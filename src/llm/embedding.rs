use async_trait::async_trait;
use reqwest::Client;
use serde_json::Value;

use super::provider::EmbeddingBackend;
use crate::core::errors::ApiError;

/// Client for a llama-server-style embedding endpoint (`/v1/embeddings`).
/// Chunk and query embeddings go through the same model, so both live in
/// the same vector space.
#[derive(Clone)]
pub struct LlamaEmbedder {
    base_url: String,
    model: String,
    client: Client,
}

impl LlamaEmbedder {
    pub fn new(base_url: impl Into<String>, model: impl Into<String>) -> Self {
        LlamaEmbedder {
            base_url: base_url.into().trim_end_matches('/').to_string(),
            model: model.into(),
            client: Client::new(),
        }
    }
}

#[async_trait]
impl EmbeddingBackend for LlamaEmbedder {
    async fn embed(&self, inputs: &[String]) -> Result<Vec<Vec<f32>>, ApiError> {
        if inputs.is_empty() {
            return Ok(Vec::new());
        }

        let url = format!("{}/v1/embeddings", self.base_url);
        let body = serde_json::json!({
            "model": self.model,
            "input": inputs,
        });

        let response = self
            .client
            .post(url)
            .json(&body)
            .send()
            .await
            .map_err(ApiError::internal)?;

        if !response.status().is_success() {
            let status = response.status();
            let text = response.text().await.unwrap_or_default();
            return Err(ApiError::Internal(format!(
                "Embedding request failed: {} {}",
                status, text
            )));
        }

        let payload: Value = response.json().await.map_err(ApiError::internal)?;
        parse_embedding_response(&payload)
    }
}

fn parse_embedding_response(payload: &Value) -> Result<Vec<Vec<f32>>, ApiError> {
    let Some(data) = payload.get("data").and_then(|v| v.as_array()) else {
        return Err(ApiError::Internal(
            "Embedding response missing data array".to_string(),
        ));
    };

    let mut indexed_embeddings = Vec::with_capacity(data.len());
    for (fallback_idx, item) in data.iter().enumerate() {
        let Some(values) = item.get("embedding").and_then(|v| v.as_array()) else {
            return Err(ApiError::Internal(
                "Embedding response item missing embedding array".to_string(),
            ));
        };

        let mut embedding = Vec::with_capacity(values.len());
        for value in values {
            let Some(float_value) = value.as_f64() else {
                return Err(ApiError::Internal(
                    "Embedding contains non-numeric value".to_string(),
                ));
            };
            embedding.push(float_value as f32);
        }

        let index = item
            .get("index")
            .and_then(|v| v.as_u64())
            .map(|v| v as usize)
            .unwrap_or(fallback_idx);
        indexed_embeddings.push((index, embedding));
    }

    indexed_embeddings.sort_by_key(|(idx, _)| *idx);
    Ok(indexed_embeddings
        .into_iter()
        .map(|(_, embedding)| embedding)
        .collect())
}
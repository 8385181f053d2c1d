use crate::history::SessionHistory;

/// Instruction template for the reasoning round, with worked sample
/// sessions covering both tools and the from-memory path.
const SYSTEM_MESSAGE: &str = "\
You run in a process of Question, Thought, Action, Observation.

Use Thought to describe your thoughts about the question you have been asked.
Observation will be the result of running those actions.

If you can not answer the question from your memory, use Action to run one of these actions available to you:

- exchange: from to
- lookup: terms

Here are some sample sessions.

Question: What is capital of france?
Thought: This is about geography, I can recall the answer from my memory.
Action: lookup: capital of France.
Observation: Paris is the capital of France.
Answer: The capital of France is Paris.

Question: What is the exchange rate from USD to EUR?
Thought: This is about currency exchange rates, I need to check the current rate.
Action: exchange: USD EUR
Observation: 0.8276 EUR for 1 USD.
Answer: The current exchange rate is 0.8276 EUR for 1 USD.

Question: Who painted Mona Lisa?
Thought: This is about general knowledge, I can recall the answer from my memory.
Action: lookup: painter of Mona Lisa.
Observation: Mona Lisa was painted by Leonardo da Vinci.
Answer: Leonardo da Vinci painted Mona Lisa.";

const HISTORY_PREAMBLE: &str =
    "Before formulating a thought, consider the following conversation history.";

/// Labeled kind of supplied material for the composition prompt.
#[derive(Debug, Clone, Copy, PartialEq, Eq)]
pub enum PassageKind {
    ReferenceDocument,
    ExchangeRate,
}

impl PassageKind {
    fn label(self) -> &'static str {
        match self {
            PassageKind::ReferenceDocument => "reference document",
            PassageKind::ExchangeRate => "exchange rate",
        }
    }
}

/// Builds the reasoning prompt: instructions, optional history block, and
/// the literal question.
pub fn reason_prompt(history: &SessionHistory, question: &str) -> String {
    let mut sections = vec![SYSTEM_MESSAGE.to_string()];
    if let Some(block) = history_block(history) {
        sections.push(block);
    }
    sections.push("Now let us go!".to_string());
    sections.push(format!("Question: {question}"));
    sections.join("\n\n")
}

/// Renders retained turns, emitting only the fields each turn actually
/// has, one `Key: value` line per field.
fn history_block(history: &SessionHistory) -> Option<String> {
    if history.is_empty() {
        return None;
    }

    let turns = history
        .turns()
        .map(|turn| {
            let mut lines = vec![format!("Question: {}", turn.question)];
            if let Some(thought) = &turn.thought {
                lines.push(format!("Thought: {thought}"));
            }
            if let Some(action) = &turn.action {
                lines.push(format!("Action: {action}"));
            }
            if let Some(observation) = &turn.observation {
                lines.push(format!("Observation: {observation}"));
            }
            lines.push(format!("Answer: {}", turn.answer));
            lines.join("\n")
        })
        .collect::<Vec<_>>()
        .join("\n");

    Some(format!("{HISTORY_PREAMBLE}\n\n{turns}"))
}

/// Builds the answer-composition prompt: the backend must answer from the
/// supplied material only.
pub fn compose_answer_prompt(kind: PassageKind, body: &str, question: &str) -> String {
    let label = kind.label();
    format!(
        "Answer the question based only on the following {label}. \
         If the {label} does not contain the answer, say that you do not know.\n\n\
         {body}\n\n\
         Question: {question}\n\
         Answer:"
    )
}

#[cfg(test)]
mod tests {
    use chrono::Utc;

    use super::*;
    use crate::history::ConversationTurn;

    fn turn(question: &str, action: Option<&str>) -> ConversationTurn {
        ConversationTurn {
            question: question.to_string(),
            thought: Some("thinking".to_string()),
            action: action.map(str::to_string),
            observation: None,
            answer: "an answer".to_string(),
            recorded_at: Utc::now(),
        }
    }

    #[test]
    fn empty_history_renders_no_history_block() {
        let prompt = reason_prompt(&SessionHistory::default(), "What is two plus two?");
        assert!(!prompt.contains(HISTORY_PREAMBLE));
        assert!(prompt.ends_with("Question: What is two plus two?"));
    }

    #[test]
    fn history_block_emits_only_present_fields() {
        let mut history = SessionHistory::default();
        history.append(turn("first?", Some("lookup: terms")));
        history.append(turn("second?", None));

        let block = history_block(&history).expect("non-empty history renders a block");
        assert!(block.starts_with(HISTORY_PREAMBLE));
        assert!(block.contains(
            "Question: first?\nThought: thinking\nAction: lookup: terms\nAnswer: an answer"
        ));
        assert!(block.contains("Question: second?\nThought: thinking\nAnswer: an answer"));
        // the turns above carry no observation, so none may be rendered
        assert!(!block.contains("Observation:"));
    }

    #[test]
    fn composition_prompt_labels_the_material_kind() {
        let prompt = compose_answer_prompt(
            PassageKind::ExchangeRate,
            "As per today, 1 USD equals 0.9 EUR.",
            "What is the rate?",
        );
        assert!(prompt.contains("based only on the following exchange rate"));
        assert!(prompt.contains("As per today, 1 USD equals 0.9 EUR."));
        assert!(prompt.trim_end().ends_with("Answer:"));
    }
}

## [Exercise]
From the first line to the last, transcribe the listing exactly.

## [Your solution]
filename src/llm/embedding.rs
use async_trait::async_trait;
use reqwest::Client;
use serde_json::Value;

use super::provider::EmbeddingBackend;
use crate::core::errors::ApiError;

/// Client for a llama-server-style embedding endpoint (`/v1/embeddings`).
/// Chunk and query embeddings go through the same model, so both live in
/// the same vector space.
#[derive(Clone)]
pub struct LlamaEmbedder {
    base_url: String,
    model: String,
    client: Client,
}

impl LlamaEmbedder {
    pub fn new(base_url: impl Into<String>, model: impl Into<String>) -> Self {
        LlamaEmbedder {
            base_url: base_url.into().trim_end_matches('/').to_string(),
            model: model.into(),
            client: Client::new(),
        }
    }
}

#[async_trait]
impl EmbeddingBackend for LlamaEmbedder {
    async fn embed(&self, inputs: &[String]) -> Result<Vec<Vec<f32>>, ApiError> {
        if inputs.is_empty() {
            return Ok(Vec::new());
        }

        let url = format!("{}/v1/embeddings", self.base_url);
        let body = serde_json::json!({
            "model": self.model,
            "input": inputs,
        });

        let response = self
            .client
            .post(url)
            .json(&body)
            .send()
            .await
            .map_err(ApiError::internal)?;

        if !response.status().is_success() {
            let status = response.status();
            let text = response.text().await.unwrap_or_default();
            return Err(ApiError::Internal(format!(
                "Embedding request failed: {} {}",
                status, text
            )));
        }

        let payload: Value = response.json().await.map_err(ApiError::internal)?;
        parse_embedding_response(&payload)
    }
}

fn parse_embedding_response(payload: &Value) -> Result<Vec<Vec<f32>>, ApiError> {
    let Some(data) = payload.get("data").and_then(|v| v.as_array()) else {
        return Err(ApiError::Internal(
            "Embedding response missing data array".to_string(),
        ));
    };

    let mut indexed_embeddings = Vec::with_capacity(data.len());
    for (fallback_idx, item) in data.iter().enumerate() {
        let Some(values) = item.get("embedding").and_then(|v| v.as_array()) else {
            return Err(ApiError::Internal(
                "Embedding response item missing embedding array".to_string(),
            ));
        };

        let mut embedding = Vec::with_capacity(values.len());
        for value in values {
            let Some(float_value) = value.as_f64() else {
                return Err(ApiError::Internal(
                    "Embedding contains non-numeric value".to_string(),
                ));
            };
            embedding.push(float_value as f32);
        }

        let index = item
            .get("index")
            .and_then(|v| v.as_u64())
            .map(|v| v as usize)
            .unwrap_or(fallback_idx);
        indexed_embeddings.push((index, embedding));
    }

    indexed_embeddings.sort_by_key(|(idx, _)| *idx);
    Ok(indexed_embeddings
        .into_iter()
        .map(|(_, embedding)| embedding)
        .collect())
}
repository 8385181f053d2c1d
use crate::history::SessionHistory;

/// Instruction template for the reasoning round, with worked sample
/// sessions covering both tools and the from-memory path.
const SYSTEM_MESSAGE: &str = "\
You run in a process of Question, Thought, Action, Observation.

Use Thought to describe your thoughts about the question you have been asked.
Observation will be the result of running those actions.

If you can not answer the question from your memory, use Action to run one of these actions available to you:

- exchange: from to
- lookup: terms

Here are some sample sessions.

Question: What is capital of france?
Thought: This is about geography, I can recall the answer from my memory.
Action: lookup: capital of France.
Observation: Paris is the capital of France.
Answer: The capital of France is Paris.

Question: What is the exchange rate from USD to EUR?
Thought: This is about currency exchange rates, I need to check the current rate.
Action: exchange: USD EUR
Observation: 0.8276 EUR for 1 USD.
Answer: The current exchange rate is 0.8276 EUR for 1 USD.

Question: Who painted Mona Lisa?
Thought: This is about general knowledge, I can recall the answer from my memory.
Action: lookup: painter of Mona Lisa.
Observation: Mona Lisa was painted by Leonardo da Vinci.
Answer: Leonardo da Vinci painted Mona Lisa.";

const HISTORY_PREAMBLE: &str =
    "Before formulating a thought, consider the following conversation history.";

/// Labeled kind of supplied material for the composition prompt.
#[derive(Debug, Clone, Copy, PartialEq, Eq)]
pub enum PassageKind {
    ReferenceDocument,
    ExchangeRate,
}

impl PassageKind {
    fn label(self) -> &'static str {
        match self {
            PassageKind::ReferenceDocument => "reference document",
            PassageKind::ExchangeRate => "exchange rate",
        }
    }
}

/// Builds the reasoning prompt: instructions, optional history block, and
/// the literal question.
pub fn reason_prompt(history: &SessionHistory, question: &str) -> String {
    let mut sections = vec![SYSTEM_MESSAGE.to_string()];
    if let Some(block) = history_block(history) {
        sections.push(block);
    }
    sections.push("Now let us go!".to_string());
    sections.push(format!("Question: {question}"));
    sections.join("\n\n")
}

/// Renders retained turns, emitting only the fields each turn actually
/// has, one `Key: value` line per field.
fn history_block(history: &SessionHistory) -> Option<String> {
    if history.is_empty() {
        return None;
    }

    let turns = history
        .turns()
        .map(|turn| {
            let mut lines = vec![format!("Question: {}", turn.question)];
            if let Some(thought) = &turn.thought {
                lines.push(format!("Thought: {thought}"));
            }
            if let Some(action) = &turn.action {
                lines.push(format!("Action: {action}"));
            }
            if let Some(observation) = &turn.observation {
                lines.push(format!("Observation: {observation}"));
            }
            lines.push(format!("Answer: {}", turn.answer));
            lines.join("\n")
        })
        .collect::<Vec<_>>()
        .join("\n");

    Some(format!("{HISTORY_PREAMBLE}\n\n{turns}"))
}

/// Builds the answer-composition prompt: the backend must answer from the
/// supplied material only.
pub fn compose_answer_prompt(kind: PassageKind, body: &str, question: &str) -> String {
    let label = kind.label();
    format!(
        "Answer the question based only on the following {label}. \
         If the {label} does not contain the answer, say that you do not know.\n\n\
         {body}\n\n\
         Question: {question}\n\
         Answer:"
    )
}

#[cfg(test)]
mod tests {
    use chrono::Utc;

    use super::*;
    use crate::history::ConversationTurn;

    fn turn(question: &str, action: Option<&str>) -> ConversationTurn {
        ConversationTurn {
            question: question.to_string(),
            thought: Some("thinking".to_string()),
            action: action.map(str::to_string),
            observation: None,
            answer: "an answer".to_string(),
            recorded_at: Utc::now(),
        }
    }

    #[test]
    fn empty_history_renders_no_history_block() {
        let prompt = reason_prompt(&SessionHistory::default(), "What is two plus two?");
        assert!(!prompt.contains(HISTORY_PREAMBLE));
        assert!(prompt.ends_with("Question: What is two plus two?"));
    }

    #[test]
    fn history_block_emits_only_present_fields() {
        let mut history = SessionHistory::default();
        history.append(turn("first?", Some("lookup: terms")));
        history.append(turn("second?", None));

        let block = history_block(&history).expect("non-empty history renders a block");
        assert!(block.starts_with(HISTORY_PREAMBLE));
        assert!(block.contains(
            "Question: first?\nThought: thinking\nAction: lookup: terms\nAnswer: an answer"
        ));
        assert!(block.contains("Question: second?\nThought: thinking\nAnswer: an answer"));
        // the turns above carry no observation, so none may be rendered
        assert!(!block.contains("Observation:"));
    }

    #[test]
    fn composition_prompt_labels_the_material_kind() {
        let prompt = compose_answer_prompt(
            PassageKind::ExchangeRate,
            "As per today, 1 USD equals 0.9 EUR.",
            "What is the rate?",
        );
        assert!(prompt.contains("based only on the following exchange rate"));
        assert!(prompt.contains("As per today, 1 USD equals 0.9 EUR."));
        assert!(prompt.trim_end().ends_with("Answer:"));
    }
}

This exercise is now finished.